Although Jesionek never wavered on a major point there were minor inconsistencies in the several versions of his story. As he told it at Chartres, for instance, he himself had heard Meyer give a direct order to execute the seven Canadians. In another, Jesionek neglected to repeat the alleged order about taking no more prisoners in future.
On many circumstantial details his evidence was incompatible with the evidence of other witnesses. He said that he saw Meyer in the abbey chapel at about 10 o’clock in the morning. Meyer insisted he had been on a personal tour of his battalions at that time, hadn’t returned until about noon and then had gone directly to the tower to survey the battlefield. Two German officers supplied partial corroboration.
Was the Gateway Blocked?
Jesionek said that Meyer had been dressed in a long, black rubber coat in the abbey chapel. Meyer said that he had never worn anything but the standard camouflage uniform of his division.
Jesionek’s statements about the disposition of his platoon and its vehicles on the day in question conflicted with the evidence of other witnesses.

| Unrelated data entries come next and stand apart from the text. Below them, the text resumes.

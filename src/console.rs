//! Consola interactiva: hace de capa de UI sobre el chat y el centro de conocimiento.

use std::io::Write as _;
use std::path::PathBuf;

use anyhow::Result;
use chrono::Local;
use tokio::io::{AsyncBufReadExt, BufReader, Lines, Stdin};
use tracing::info;

use crate::{
    app_state::AppState,
    chat::SubmitOutcome,
    help,
    knowledge::{DocumentView, KnowledgeError},
    render::RenderedTranscript,
};

const CONSOLE_HELP: &str = "\
Escribe una tarea para el supervisor (p. ej. `research: why do cats purr?`).
  git: help | research: help   Ayuda de cada agente (local)
  :open <n>                    Ejecuta el marcador de fichero n
  :kb                          Lista los documentos (:kb refresh para recargar)
  :kb expand <doc>             Muestra u oculta los chunks
  :kb edit <doc> <chunk>       Edita un chunk (números tal y como se muestran)
  :kb text <contenido>         Sustituye el texto en edición (\\n = salto de línea)
  :kb save <doc> | :kb cancel <doc>
  :kb rm <doc>                 Borra un documento
  :kb clear                    Borra todo (pide confirmación)
  :kb upload <ruta.txt>        Sube un documento
  :kb dismiss                  Oculta el mensaje de estado
  :help [git|research] | :quit";

#[derive(Debug, Clone, PartialEq, Eq)]
pub enum KbCommand {
    List,
    Refresh,
    Expand(usize),
    Edit { doc: usize, chunk: usize },
    Text(String),
    Save(usize),
    Cancel(usize),
    Remove(usize),
    Clear,
    Upload(PathBuf),
    Dismiss,
}

#[derive(Debug, Clone, PartialEq, Eq)]
pub enum Command {
    Empty,
    Chat(String),
    Open(usize),
    Kb(KbCommand),
    Help(Option<String>),
    Quit,
}

/// Interpreta una línea de la consola. Todo lo que no empieza por `:` es una tarea.
pub fn parse_command(line: &str) -> Result<Command, String> {
    let trimmed = line.trim();
    if trimmed.is_empty() {
        return Ok(Command::Empty);
    }
    let Some(rest) = trimmed.strip_prefix(':') else {
        return Ok(Command::Chat(trimmed.to_string()));
    };

    let (verb, args) = split_word(rest);
    match verb {
        "help" | "h" if args.is_empty() => Ok(Command::Help(None)),
        "help" | "h" => Ok(Command::Help(Some(args.to_lowercase()))),
        "quit" | "q" | "exit" => Ok(Command::Quit),
        "open" | "o" => Ok(Command::Open(parse_number(args)?)),
        "kb" => parse_kb(args).map(Command::Kb),
        other => Err(format!("Comando desconocido: :{other}")),
    }
}

fn parse_kb(args: &str) -> Result<KbCommand, String> {
    let (sub, rest) = split_word(args);
    match sub {
        "" | "ls" | "list" => Ok(KbCommand::List),
        "refresh" => Ok(KbCommand::Refresh),
        "expand" => Ok(KbCommand::Expand(parse_number(rest)?)),
        "edit" => {
            let (doc, chunk) = split_word(rest);
            Ok(KbCommand::Edit {
                doc: parse_number(doc)?,
                chunk: parse_number(chunk)?,
            })
        }
        "text" => Ok(KbCommand::Text(rest.replace("\\n", "\n"))),
        "save" => Ok(KbCommand::Save(parse_number(rest)?)),
        "cancel" => Ok(KbCommand::Cancel(parse_number(rest)?)),
        "rm" | "delete" => Ok(KbCommand::Remove(parse_number(rest)?)),
        "clear" => Ok(KbCommand::Clear),
        "upload" if !rest.is_empty() => Ok(KbCommand::Upload(PathBuf::from(rest))),
        "upload" => Err("Falta la ruta del fichero".to_string()),
        "dismiss" => Ok(KbCommand::Dismiss),
        other => Err(format!("Subcomando desconocido: :kb {other}")),
    }
}

fn split_word(input: &str) -> (&str, &str) {
    let input = input.trim_start();
    match input.split_once(char::is_whitespace) {
        Some((head, tail)) => (head, tail.trim()),
        None => (input, ""),
    }
}

/// Números base 1, tal y como se muestran en pantalla.
fn parse_number(raw: &str) -> Result<usize, String> {
    match raw.trim().parse::<usize>() {
        Ok(n) if n > 0 => Ok(n),
        _ => Err(format!("Se esperaba un número mayor que cero: '{}'", raw.trim())),
    }
}

/// Listado de documentos para la consola.
pub fn format_documents(views: &[DocumentView]) -> String {
    if views.is_empty() {
        return "No hay documentos subidos.\n".to_string();
    }

    let mut out = String::new();
    for (i, view) in views.iter().enumerate() {
        let doc = &view.document;
        let updated = doc
            .updated_at
            .map(|ts| ts.with_timezone(&Local).format("%Y-%m-%d %H:%M").to_string())
            .unwrap_or_else(|| "desconocida".to_string());
        let marker = if view.expanded { "-" } else { "+" };
        out.push_str(&format!(
            "{marker} [{}] {} · actualizado: {updated} · chunks: {}",
            i + 1,
            doc.query,
            doc.chunks.len()
        ));
        if let Some(source) = &doc.source {
            out.push_str(&format!(" · fuente: {source}"));
        }
        out.push('\n');

        if !view.expanded {
            continue;
        }
        // Numeración por posición (base 1), la misma que usa `:kb edit`, no por `chunk_index`.
        for (position, chunk) in view.sorted_chunks().iter().enumerate() {
            let editing = view
                .edit
                .as_ref()
                .filter(|edit| edit.chunk_index == chunk.chunk_index);
            let (label, text) = match editing {
                Some(edit) => ("editando", edit.buffer.as_str()),
                None => ("", chunk.content.as_str()),
            };
            out.push_str(&format!("    Chunk {} {label}\n", position + 1));
            for line in text.lines() {
                out.push_str(&format!("      {line}\n"));
            }
        }
    }
    out
}

struct Console {
    state: AppState,
    last_render: RenderedTranscript,
    editing: Option<String>,
    input: Lines<BufReader<Stdin>>,
}

pub async fn run(state: AppState) -> Result<()> {
    let mut console = Console {
        state,
        last_render: RenderedTranscript::default(),
        editing: None,
        input: BufReader::new(tokio::io::stdin()).lines(),
    };

    println!("Conectado a {}", console.state.config.api_base_url);
    println!("{CONSOLE_HELP}\n");
    if let Err(err) = console.state.knowledge.refresh().await {
        println!("No se pudo cargar el conocimiento: {err}");
    }

    loop {
        console.prompt()?;
        let Some(line) = console.input.next_line().await? else {
            break;
        };
        match parse_command(&line) {
            Ok(Command::Quit) => break,
            Ok(command) => console.execute(command).await?,
            Err(message) => println!("{message}"),
        }
    }

    info!("Consola cerrada");
    Ok(())
}

impl Console {
    fn prompt(&self) -> Result<()> {
        let status = self.state.status();
        if !status.message.is_empty() {
            println!("({})", status.message);
        }
        if status.is_busy {
            print!("[ocupado] ");
        }
        print!("> ");
        std::io::stdout().flush()?;
        Ok(())
    }

    async fn execute(&mut self, command: Command) -> Result<()> {
        match command {
            Command::Empty | Command::Quit => {}
            Command::Help(None) => println!("{CONSOLE_HELP}"),
            Command::Help(Some(namespace)) => match help::entry(&namespace) {
                Some(entry) => println!("{}", entry.content),
                None => println!("No hay ayuda para '{namespace}' (prueba con git o research)"),
            },
            Command::Chat(task) => {
                let before = self.state.chat.transcript().len();
                self.state.chat.set_draft(task.clone());
                let outcome = self.state.chat.submit(&task).await;
                self.show_transcript_since(before, outcome);
            }
            Command::Open(number) => {
                let Some(command) = self.last_render.link_command(number).map(str::to_string) else {
                    println!("No existe el marcador {number}");
                    return Ok(());
                };
                let before = self.state.chat.transcript().len();
                let outcome = self.state.chat.activate_file_link(&command).await;
                self.show_transcript_since(before, outcome);
            }
            Command::Kb(kb) => self.execute_kb(kb).await?,
        }
        Ok(())
    }

    fn show_transcript_since(&mut self, before: usize, outcome: SubmitOutcome) {
        if outcome == SubmitOutcome::Busy {
            println!(
                "Espera a que termine la petición en curso (borrador: {}).",
                self.state.chat.draft()
            );
            return;
        }
        // Cada render sustituye al anterior, y con él todos los marcadores.
        self.last_render = self.state.chat.render();
        print!("{}", self.last_render.to_terminal_from(before));
        if outcome == SubmitOutcome::Replied && self.last_render.link_count() > 0 {
            println!("(usa :open <n> para pedir la explicación de un fichero)");
        }
    }

    fn partition_at(&self, number: usize) -> Option<String> {
        self.state
            .knowledge
            .documents()
            .get(number - 1)
            .map(|view| view.partition_id().to_string())
    }

    async fn execute_kb(&mut self, command: KbCommand) -> Result<()> {
        let knowledge = self.state.knowledge.clone();
        let result: Result<(), KnowledgeError> = match command {
            KbCommand::List => Ok(()),
            KbCommand::Refresh => knowledge.refresh().await.map(|_| ()),
            KbCommand::Expand(doc) => match self.partition_at(doc) {
                Some(id) => knowledge.toggle_expand(&id).map(|_| ()),
                None => Err(KnowledgeError::UnknownDocument(doc.to_string())),
            },
            KbCommand::Edit { doc, chunk } => match self.partition_at(doc) {
                Some(id) => {
                    let view = knowledge.document(&id);
                    let index = view
                        .and_then(|v| v.sorted_chunks().get(chunk - 1).map(|c| c.chunk_index));
                    match index {
                        Some(index) => {
                            let started = knowledge.begin_edit(&id, index);
                            if started.is_ok() {
                                if !knowledge.document(&id).is_some_and(|v| v.expanded) {
                                    knowledge.toggle_expand(&id)?;
                                }
                                self.editing = Some(id);
                            }
                            started
                        }
                        None => Err(KnowledgeError::StaleChunk(chunk as i64 - 1)),
                    }
                }
                None => Err(KnowledgeError::UnknownDocument(doc.to_string())),
            },
            KbCommand::Text(text) => match &self.editing {
                Some(id) => knowledge.update_edit_buffer(id, text),
                None => Err(KnowledgeError::NoActiveEdit),
            },
            KbCommand::Save(doc) => match self.partition_at(doc) {
                Some(id) => knowledge.save_edit(&id).await,
                None => Err(KnowledgeError::UnknownDocument(doc.to_string())),
            },
            KbCommand::Cancel(doc) => match self.partition_at(doc) {
                Some(id) => knowledge.cancel_edit(&id),
                None => Err(KnowledgeError::UnknownDocument(doc.to_string())),
            },
            KbCommand::Remove(doc) => match self.partition_at(doc) {
                Some(id) => knowledge.delete_document(&id).await,
                None => Err(KnowledgeError::UnknownDocument(doc.to_string())),
            },
            KbCommand::Clear => {
                print!("¿Seguro que quieres borrar todos los datos? No se puede deshacer. [s/N] ");
                std::io::stdout().flush()?;
                let answer = self.input.next_line().await?.unwrap_or_default();
                let confirmed = matches!(answer.trim().to_lowercase().as_str(), "s" | "si" | "sí" | "y" | "yes");
                knowledge.delete_all(|| confirmed).await
            }
            KbCommand::Upload(path) => {
                println!("Subiendo {}...", path.display());
                knowledge.upload_document(&path).await
            }
            KbCommand::Dismiss => {
                knowledge.dismiss_upload_status();
                Ok(())
            }
        };

        match result {
            Ok(()) => print!("{}", format_documents(&knowledge.documents())),
            Err(KnowledgeError::NotConfirmed) => println!("Borrado cancelado."),
            Err(err) => println!("Error: {err}"),
        }
        Ok(())
    }
}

A direct challenge to the main body of Jesionek’s story hinged around the gateway through which he claimed he had seen the seven Canadians march to their deaths.
A 16-year-old French lad, Daniel Le Chevre, who had been living in the abbey, claimed that the gateway was blocked by an air-raid shelter. Where Jesionek claimed to have seen seven bodies lying in a “pool of blood,” and where the bodies were to be found in their secret graves about 10 months later, Le Chevre and two or three of his pals had seen nothing to excite their interest.
Jesionek had mentioned a set of steps at the side of the gateway, but M. Jean-Marie Vico, another former abbey resident, said he had built those steps himself in July 1944—a full month after Jesionek claimed to have seen them.
What reasons, if any, could Jesionek have had for lying or elaborating? To its credit the prosecution, during the numerous pretrial interrogations, had probed hard for possible ulterior motives. It had sought out the U. H. Army sergeant who took Jesionek's first statement at Chartres, and questioned the sergeant closely on the details of the young Pole’s first examination.
Jesionek himself claimed that soon after he had begun making his first statement about Kurt Meyer an American soldier had entered the room in which he was being questioned and said: “Ah, you are an SS man. We are going to hang you.” Then, Jesionek said, he finished his statement.
At first the American sergeant denied flatly that any such threat had been made. Then he admitted it was “possible,” finally that it was “probable."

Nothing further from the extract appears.